He sits up straighter but the corner of his mouth moves. I wish I could use my thumbs to pull his mouth into a huge deranged grin. As the police drag me out in handcuffs I’ll be screeching, Smile, goddamn you.
We need to get even, because it’s not fair. He’s gotten one of my smiles, and seen me smile at countless other people. I have never seen him smile, nor have I seen his face look anything but blank, bored, surly, suspicious, watchful, resentful. Occasionally he has another look on his face, after we’ve been arguing. His Serial Killer expression.
I walk down the center line of the tile again and feel his head swivel.
“Not that I care what you think, but I’m well liked here. Everyone’s excited about my book club, which you’ve made pretty clear you think is lame, but it will be team building, and pretty relevant, given where we work.”
“You’re a captain of industry.”
“I take the library donations out. I plan the Christmas party. I let the interns follow me around.” I’m ticking them off on my fingers.
“You’re not doing much to convince me you don’t care what I think.” He leans back farther into his chair, long fingers laced together loosely on his generic, flat abdomen. The button near his thumb is half-loose. Whatever my face does, it makes him glance down and rebutton it.

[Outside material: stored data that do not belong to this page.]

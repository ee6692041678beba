mod error;
mod group;
mod local;
mod ordering;
mod solo;
mod star;
mod tcp;

pub use error::{CollectiveErr, Result};
pub use group::{COORDINATOR_RANK, ProcessGroup, ProcessGroupTemplate, ReduceTarget};
pub use local::{LocalStar, in_memory};
pub use ordering::order_by_identity;
pub use solo::Solo;
pub use star::Star;
pub use tcp::{TcpStar, rendezvous};
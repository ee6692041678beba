use std::ops::Range;

/// Where each named tensor of a model sits within the flat parameter buffer.
#[derive(Debug, Clone, PartialEq, Eq)]
pub struct ParameterLayout {
    pub w: Range<usize>,
    pub b: Range<usize>,
}

impl ParameterLayout {
    /// The layout of a single feature linear regression: `[w, b]`.
    pub fn linear_1d() -> Self {
        Self {
            w: 0..1,
            b: 1..2,
        }
    }

    /// The total amount of parameters of the layout.
    pub fn len(&self) -> usize {
        self.w.len() + self.b.len()
    }

    pub fn is_empty(&self) -> bool {
        self.len() == 0
    }
}
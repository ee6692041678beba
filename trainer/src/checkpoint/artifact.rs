//! The on-disk format of a checkpoint.
//!
//! A safetensors file with up to three flat `f32` tensors and the checkpoint
//! tags stored as string metadata:
//!
//! | tensor      | content                                   |
//! |-------------|-------------------------------------------|
//! | `model`     | live model parameters                     |
//! | `optimizer` | optimizer state, absent when it is empty  |
//! | `averaged`  | weight averaged parameters, when enabled  |

use std::{
    collections::HashMap,
    fs::File,
    io::{self, Read},
    path::Path,
};

use safetensors::{
    SafeTensors,
    tensor::{Dtype, TensorView},
};

use crate::error::CheckpointErr;

const MODEL: &str = "model";
const OPTIMIZER: &str = "optimizer";
const AVERAGED: &str = "averaged";

const ITERATION: &str = "iteration";
const VALIDATION_METRIC: &str = "validation_metric";
const IS_VALIDATION: &str = "is_validation";
const CREATED_AT: &str = "created_at";

/// The tags of a checkpoint, readable without loading its tensors.
#[derive(Debug, Clone, PartialEq)]
pub struct CheckpointMeta {
    pub iteration: u64,
    pub validation_metric: Option<f32>,
    pub is_validation: bool,
    /// Seconds since the unix epoch.
    pub created_at: u64,
}

/// A fully loaded checkpoint.
#[derive(Debug, Clone, PartialEq)]
pub struct Checkpoint {
    pub meta: CheckpointMeta,
    pub model: Vec<f32>,
    pub optimizer: Vec<f32>,
    pub averaged: Option<Vec<f32>>,
}

impl CheckpointMeta {
    fn to_map(&self) -> HashMap<String, String> {
        let mut map = HashMap::from([
            (ITERATION.to_string(), self.iteration.to_string()),
            (IS_VALIDATION.to_string(), self.is_validation.to_string()),
            (CREATED_AT.to_string(), self.created_at.to_string()),
        ]);

        if let Some(metric) = self.validation_metric {
            map.insert(VALIDATION_METRIC.to_string(), metric.to_string());
        }

        map
    }

    fn from_map(map: &HashMap<String, String>, path: &Path) -> Result<Self, CheckpointErr> {
        let field = |key: &str| {
            map.get(key).ok_or_else(|| format_err(path, format!("missing `{key}` metadata")))
        };

        let parse_err = |key: &str, e: &dyn std::fmt::Display| {
            format_err(path, format!("invalid `{key}` metadata: {e}"))
        };

        let iteration = field(ITERATION)?
            .parse()
            .map_err(|e| parse_err(ITERATION, &e))?;

        let is_validation = field(IS_VALIDATION)?
            .parse()
            .map_err(|e| parse_err(IS_VALIDATION, &e))?;

        let created_at = field(CREATED_AT)?
            .parse()
            .map_err(|e| parse_err(CREATED_AT, &e))?;

        let validation_metric = match map.get(VALIDATION_METRIC) {
            Some(raw) => Some(
                raw.parse()
                    .map_err(|e| parse_err(VALIDATION_METRIC, &e))?,
            ),
            None => None,
        };

        Ok(Self {
            iteration,
            validation_metric,
            is_validation,
            created_at,
        })
    }
}

fn format_err(path: &Path, reason: impl Into<String>) -> CheckpointErr {
    CheckpointErr::Format {
        path: path.to_path_buf(),
        reason: reason.into(),
    }
}

/// Serializes a checkpoint into a safetensors buffer.
///
/// # Arguments
/// * `meta` - The tags of the checkpoint.
/// * `model` - The live model parameters.
/// * `optimizer` - The flattened optimizer state.
/// * `averaged` - The weight averaged parameters, if any.
/// * `path` - Where the buffer will be written, only used for errors.
pub fn encode(
    meta: &CheckpointMeta,
    model: &[f32],
    optimizer: &[f32],
    averaged: Option<&[f32]>,
    path: &Path,
) -> Result<Vec<u8>, CheckpointErr> {
    let mut tensors = vec![(MODEL, model)];
    if !optimizer.is_empty() {
        tensors.push((OPTIMIZER, optimizer));
    }
    if let Some(averaged) = averaged {
        tensors.push((AVERAGED, averaged));
    }

    let views = tensors
        .into_iter()
        .map(|(name, values)| {
            let bytes = bytemuck::cast_slice::<f32, u8>(values);
            TensorView::new(Dtype::F32, vec![values.len()], bytes)
                .map(|view| (name, view))
                .map_err(|e| format_err(path, e.to_string()))
        })
        .collect::<Result<Vec<_>, _>>()?;

    safetensors::serialize(views, &Some(meta.to_map())).map_err(|e| format_err(path, e.to_string()))
}

/// Deserializes a whole checkpoint.
///
/// # Arguments
/// * `bytes` - The content of a checkpoint file.
/// * `path` - The file the content was read from, only used for errors.
pub fn decode(bytes: &[u8], path: &Path) -> Result<Checkpoint, CheckpointErr> {
    let tensors = SafeTensors::deserialize(bytes).map_err(|e| format_err(path, e.to_string()))?;
    let (_, metadata) =
        SafeTensors::read_metadata(bytes).map_err(|e| format_err(path, e.to_string()))?;

    let meta = match metadata.metadata() {
        Some(map) => CheckpointMeta::from_map(map, path)?,
        None => return Err(format_err(path, "missing metadata")),
    };

    let tensor = |name: &'static str| -> Result<Option<Vec<f32>>, CheckpointErr> {
        let names = tensors.names();
        if !names.iter().any(|n| n.as_str() == name) {
            return Ok(None);
        }

        let view = tensors
            .tensor(name)
            .map_err(|e| format_err(path, e.to_string()))?;

        if view.dtype() != Dtype::F32 {
            return Err(format_err(path, format!("`{name}` is not an f32 tensor")));
        }

        Ok(Some(bytemuck::pod_collect_to_vec::<u8, f32>(view.data())))
    };

    let model = tensor(MODEL)?.ok_or_else(|| CheckpointErr::MissingTensor {
        path: path.to_path_buf(),
        name: MODEL,
    })?;

    Ok(Checkpoint {
        meta,
        model,
        optimizer: tensor(OPTIMIZER)?.unwrap_or_default(),
        averaged: tensor(AVERAGED)?,
    })
}

/// Reads the tags of the checkpoint at `path` without loading its tensors.
///
/// Only the safetensors header is read: an 8 byte little endian length
/// followed by that many bytes of json.
pub fn read_meta(path: &Path) -> Result<CheckpointMeta, CheckpointErr> {
    let io_err = |source: io::Error| CheckpointErr::Io {
        path: path.to_path_buf(),
        source,
    };

    let mut file = File::open(path).map_err(io_err)?;

    let mut len_buf = [0u8; 8];
    file.read_exact(&mut len_buf).map_err(io_err)?;
    let len = u64::from_le_bytes(len_buf);

    let file_len = file.metadata().map_err(io_err)?.len();
    if len > file_len.saturating_sub(8) {
        return Err(format_err(path, format!("header length {len} exceeds the file")));
    }

    let mut header = vec![0u8; len as usize];
    file.read_exact(&mut header).map_err(io_err)?;

    #[derive(serde::Deserialize)]
    struct Header {
        #[serde(rename = "__metadata__")]
        metadata: Option<HashMap<String, String>>,
    }

    let header: Header =
        serde_json::from_slice(&header).map_err(|e| format_err(path, e.to_string()))?;

    match header.metadata {
        Some(map) => CheckpointMeta::from_map(&map, path),
        None => Err(format_err(path, "missing metadata")),
    }
}

#[cfg(test)]
mod tests {
    use std::path::PathBuf;

    use super::*;

    fn meta(metric: Option<f32>) -> CheckpointMeta {
        CheckpointMeta {
            iteration: 12,
            validation_metric: metric,
            is_validation: metric.is_some(),
            created_at: 1_700_000_000,
        }
    }

    #[test]
    fn optional_tensors_and_metric_survive() {
        let path = PathBuf::from("000012.safetensors");

        let bytes = encode(&meta(None), &[1.0, 2.0], &[], None, &path).unwrap();
        let ckpt = decode(&bytes, &path).unwrap();
        assert_eq!(ckpt.meta, meta(None));
        assert!(ckpt.optimizer.is_empty());
        assert_eq!(ckpt.averaged, None);

        let bytes = encode(&meta(Some(0.8125)), &[1.0], &[0.5, 0.25], Some(&[3.0][..]), &path).unwrap();
        let ckpt = decode(&bytes, &path).unwrap();
        assert_eq!(ckpt.meta.validation_metric, Some(0.8125));
        assert_eq!(ckpt.optimizer, vec![0.5, 0.25]);
        assert_eq!(ckpt.averaged, Some(vec![3.0]));
    }

    #[test]
    fn header_only_read_matches_full_decode() {
        let dir = tempfile::tempdir().unwrap();
        let path = dir.path().join("000012.safetensors");

        let bytes = encode(&meta(Some(0.5)), &[1.0; 64], &[2.0; 130], None, &path).unwrap();
        std::fs::write(&path, &bytes).unwrap();

        assert_eq!(read_meta(&path).unwrap(), decode(&bytes, &path).unwrap().meta);
    }

    #[test]
    fn garbage_is_a_format_error() {
        let path = PathBuf::from("broken.safetensors");
        let err = decode(b"definitely not a checkpoint", &path).unwrap_err();
        assert!(matches!(err, CheckpointErr::Format { .. }));
    }
}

“I don’t care what you think, but I want normal people to like me.”
“You’re chronically addicted to making people adore you.” The way he says it makes me feel a little sick.
“Well, excuse me for doing my best to maintain a good reputation. For trying to be positive. You’re addicted to making people hate you, so what a pair we are.”

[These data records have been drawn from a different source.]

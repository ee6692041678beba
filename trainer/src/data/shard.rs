use std::ops::Range;

/// Splits `total` samples among `world_size` processes and returns the shard of `rank`.
///
/// Properties:
/// - Ranges are contiguous, disjoint and cover `[0..total)`.
/// - Sizes differ by at most 1, some may be empty when `total < world_size`.
pub fn shard_range(total: usize, rank: usize, world_size: usize) -> Range<usize> {
    assert!(world_size > 0);
    assert!(rank < world_size);

    let base = total / world_size;
    let rem = total % world_size;

    let start = rank * base + rank.min(rem);
    let extra = if rank < rem { 1 } else { 0 };
    let end = start + base + extra;

    start..end
}

/// The portion of a dataset owned by one process.
#[derive(Debug, Clone, Copy, PartialEq, Eq)]
pub struct ShardSpec {
    pub rank: usize,
    pub world_size: usize,
}

impl ShardSpec {
    pub fn new(rank: usize, world_size: usize) -> Self {
        assert!(rank < world_size, "rank out of range");
        Self { rank, world_size }
    }

    #[inline]
    pub fn range(self, total: usize) -> Range<usize> {
        shard_range(total, self.rank, self.world_size)
    }
}
use std::{fs, path::Path};

use anyhow::{Context, Result, bail};
use comms::SampleId;
use rand::{Rng, SeedableRng, rngs::StdRng};
use serde::Deserialize;
use trainer::data::InMemoryDataset;

/// A dataset file: parallel arrays of inputs, targets and optional sample ids.
#[derive(Debug, Deserialize)]
#[serde(deny_unknown_fields)]
struct Samples {
    #[serde(default)]
    ids: Option<Vec<String>>,
    xs: Vec<f32>,
    ys: Vec<f32>,
}

/// Loads a JSON dataset file.
///
/// Samples without ids are named after `prefix` and their position.
pub fn load(path: &Path, prefix: &str) -> Result<InMemoryDataset> {
    let content = fs::read_to_string(path)
        .with_context(|| format!("couldn't read dataset {}", path.display()))?;

    let Samples { ids, xs, ys } = serde_json::from_str(&content)
        .with_context(|| format!("malformed dataset {}", path.display()))?;

    if xs.len() != ys.len() {
        bail!("{}: {} inputs but {} targets", path.display(), xs.len(), ys.len());
    }

    match ids {
        None => Ok(InMemoryDataset::from_xy(prefix, xs, ys)),
        Some(ids) if ids.len() == xs.len() => Ok(InMemoryDataset::new(
            ids.into_iter().map(SampleId::new).collect(),
            xs,
            ys,
        )),
        Some(ids) => bail!("{}: {} ids for {} samples", path.display(), ids.len(), xs.len()),
    }
}

/// Samples `n` noisy points of y = 2x + 1 with x in [0, 1).
///
/// Every process draws the same samples for the same `seed` and `split`.
pub fn synthetic(prefix: &str, n: usize, seed: u64, split: u64) -> InMemoryDataset {
    let mut rng = StdRng::seed_from_u64(seed.wrapping_add(split));

    let xs: Vec<f32> = (0..n).map(|_| rng.random_range(0.0..1.0)).collect();
    let ys = xs
        .iter()
        .map(|x| 2.0 * x + 1.0 + rng.random_range(-0.05..0.05))
        .collect();

    InMemoryDataset::from_xy(prefix, xs, ys)
}

#[cfg(test)]
mod tests {
    use super::*;

    #[test]
    fn loads_with_and_without_ids() {
        let dir = tempfile::tempdir().unwrap();

        let plain = dir.path().join("plain.json");
        fs::write(&plain, r#"{ "xs": [1.0, 2.0], "ys": [3.0, 5.0] }"#).unwrap();
        let ds = load(&plain, "train").unwrap();
        assert_eq!(ds.ids()[1].as_str(), "train_000001");

        let named = dir.path().join("named.json");
        fs::write(&named, r#"{ "ids": ["a", "b"], "xs": [1.0, 2.0], "ys": [3.0, 5.0] }"#).unwrap();
        assert_eq!(load(&named, "train").unwrap().ids()[0].as_str(), "a");

        let broken = dir.path().join("broken.json");
        fs::write(&broken, r#"{ "xs": [1.0], "ys": [] }"#).unwrap();
        assert!(load(&broken, "train").is_err());
    }

    #[test]
    fn synthetic_is_reproducible() {
        let a = synthetic("val", 16, 7, 1);
        let b = synthetic("val", 16, 7, 1);
        let c = synthetic("val", 16, 7, 2);

        assert_eq!(a.batch(0..16), b.batch(0..16));
        assert_ne!(a.batch(0..16), c.batch(0..16));
    }
}
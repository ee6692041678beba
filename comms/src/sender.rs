use std::io;

use tokio::io::{AsyncWrite, AsyncWriteExt};

use crate::{FRAME_LEN_SIZE, FrameLen, Serialize};

/// Writes frames to an async writer.
///
/// The owned part of every message is staged in a buffer kept across sends,
/// its borrowed tail goes straight to the writer.
#[derive(Debug)]
pub struct FrameSender<W> {
    tx: W,
    staging: Vec<u8>,
}

impl<W: AsyncWrite + Unpin> FrameSender<W> {
    pub(super) fn new(tx: W) -> Self {
        Self {
            tx,
            staging: Vec::new(),
        }
    }

    /// Frames `msg` and flushes it.
    pub async fn send<'a, T: Serialize<'a>>(&mut self, msg: &'a T) -> io::Result<()> {
        let Self { tx, staging } = self;

        staging.clear();
        staging.extend_from_slice(&[0; FRAME_LEN_SIZE]);

        let tail = msg.serialize(staging).unwrap_or_default();
        let len = (staging.len() - FRAME_LEN_SIZE + tail.len()) as FrameLen;
        staging[..FRAME_LEN_SIZE].copy_from_slice(&len.to_be_bytes());

        tx.write_all(staging).await?;
        if !tail.is_empty() {
            tx.write_all(tail).await?;
        }

        tx.flush().await
    }
}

I sit down and tap my computer mouse about ten times as hard as I can. His words sting. Joshua is like a mirror that shows me the bad parts of myself. It’s school all over again. Tiny, runt-of-the-litter Lucy using her pathetic cuteness to avoid being destroyed by the big kids. I’ve always been the pet, the lucky charm, the one being pushed on the swings or pulled in a wagon. Carried and coddled and perhaps I am a little pathetic.

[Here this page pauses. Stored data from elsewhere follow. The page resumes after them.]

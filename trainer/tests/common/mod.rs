#![allow(dead_code)]

use std::path::Path;

use trainer::{
    LinearRegression, PrecisionMode, RunContext, TrainingConfig, TrainingLoop, TrainingState,
    data::InMemoryDataset,
    optimization::AnyOptimizer,
};

pub type LinRegLoop = TrainingLoop<LinearRegression, AnyOptimizer>;

/// Samples of y = 2x + 1.
pub fn line(prefix: &str, n: usize, offset: f32) -> InMemoryDataset {
    let xs: Vec<f32> = (0..n).map(|i| offset + i as f32 / n as f32).collect();
    let ys = xs.iter().map(|x| 2.0 * x + 1.0).collect();
    InMemoryDataset::from_xy(prefix, xs, ys)
}

/// 8 iterations in groups of 2, validating and checkpointing every 4.
///
/// The default target can't be reached, accuracy never exceeds 1.
pub fn config(dir: &Path) -> TrainingConfig {
    TrainingConfig {
        training_dirpath: dir.to_path_buf(),
        train_iters: 8,
        accumulation_iters: 2,
        val_every: 4,
        checkpoint_every: 4,
        log_every: 2,
        local_batch_size: 2,
        precision: PrecisionMode::Fp32,
        base_lr: 0.05,
        target_value: 2.0,
        ..Default::default()
    }
}

pub fn training_loop(cfg: &TrainingConfig, ctx: RunContext) -> LinRegLoop {
    let cadence = cfg.validate().unwrap();

    let model = LinearRegression::new(0.5);
    let params = model.init_params(cfg.seed);
    let optimizer = cfg.optimizer.build(params.len(), cfg.base_lr as f32);
    let state = TrainingState::new(params, optimizer, cfg.weight_averager());

    TrainingLoop::new(
        cfg,
        cadence,
        ctx,
        model,
        state,
        line("train", 32, 0.0),
        line("val", 8, 0.03),
    )
    .unwrap()
}
use std::io;

/// Reads a value out of a received frame, possibly borrowing from it.
pub trait Deserialize<'a>: Sized {
    fn deserialize(buf: &'a mut [u8]) -> io::Result<Self>;
}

“You should try not giving a shit sometime. I tell you, it’s liberating.” His mouth tightens, and a strange shadow clouds his expression. One blink and it’s gone.
“I didn’t ask for your advice, Joshua. I get so mad at myself, letting you drag me down to your level all the time.”
“And what level are you imagining me dragging you down to?” His voice is a little velvety and he bites his lip. “Horizontal?”
Mentally I hit Enter in my HR log and begin a new line.
“You’re disgusting. Go to hell.” I think I’ll go treat myself to a basement scream.
“There you go. You’ve got no problem telling me to go to hell. It’s a good start. It kind of suits you. Now try it with other people. You don’t even realize how much people walk all over you. How do you expect to be taken seriously? Quit giving the same people deadline extensions, month after month.”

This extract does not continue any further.